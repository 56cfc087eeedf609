use anyhow::Result;
use tvguide_etl::source::tvmao;
use tvguide_etl::{build_source, Config, SourceKind};

/// Print a source's channel lineup, one channel per line.
pub fn list_channels(config: &Config, kind: SourceKind) -> Result<()> {
    let source = build_source(config, kind)?;
    let lineup = source.lineup();

    for name in &lineup {
        match kind {
            SourceKind::Tvmao => match tvmao::find_channel(name) {
                Some(channel) => println!("{name}\t{}/{}", channel.kind, channel.remote_id),
                None => println!("{name}"),
            },
            SourceKind::Erw => println!("{name}"),
        }
    }

    eprintln!("\n{} channels from {}", lineup.len(), source.name());
    Ok(())
}
//! Listing sources and the harvest pipeline for tvguide.
//!
//! Fetches per-channel schedules from an upstream source (the erw.cc API
//! or TVMao schedule pages), assembles them into a guide, and writes the
//! XMLTV document.

#![deny(unsafe_code)]
#![warn(missing_debug_implementations)]

pub mod config;
pub mod error;
pub mod harvest;
pub mod source;

pub use config::{Config, SourceKind};
pub use error::{FetchError, FetchResult};
pub use harvest::{harvest, harvest_to_file, Harvest, HarvestOptions, HarvestReport, SkippedChannel};
pub use source::{build_source, ErwSource, GuideSource, TvmaoSource};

———

▶ **WORK TO BE COMPLETED**
Every record must be written out again without any change.

▶ **ANSWER TO THIS TASK**
repository 56cfc087eeedf609
use anyhow::Result;
use tvguide_etl::source::tvmao;
use tvguide_etl::{build_source, Config, SourceKind};

/// Print a source's channel lineup, one channel per line.
pub fn list_channels(config: &Config, kind: SourceKind) -> Result<()> {
    let source = build_source(config, kind)?;
    let lineup = source.lineup();

    for name in &lineup {
        match kind {
            SourceKind::Tvmao => match tvmao::find_channel(name) {
                Some(channel) => println!("{name}\t{}/{}", channel.kind, channel.remote_id),
                None => println!("{name}"),
            },
            SourceKind::Erw => println!("{name}"),
        }
    }

    eprintln!("\n{} channels from {}", lineup.len(), source.name());
    Ok(())
}
//! Listing sources and the harvest pipeline for tvguide.
//!
//! Fetches per-channel schedules from an upstream source (the erw.cc API
//! or TVMao schedule pages), assembles them into a guide, and writes the
//! XMLTV document.

#![deny(unsafe_code)]
#![warn(missing_debug_implementations)]

pub mod config;
pub mod error;
pub mod harvest;
pub mod source;

pub use config::{Config, SourceKind};
pub use error::{FetchError, FetchResult};
pub use harvest::{harvest, harvest_to_file, Harvest, HarvestOptions, HarvestReport, SkippedChannel};
pub use source::{build_source, ErwSource, GuideSource, TvmaoSource};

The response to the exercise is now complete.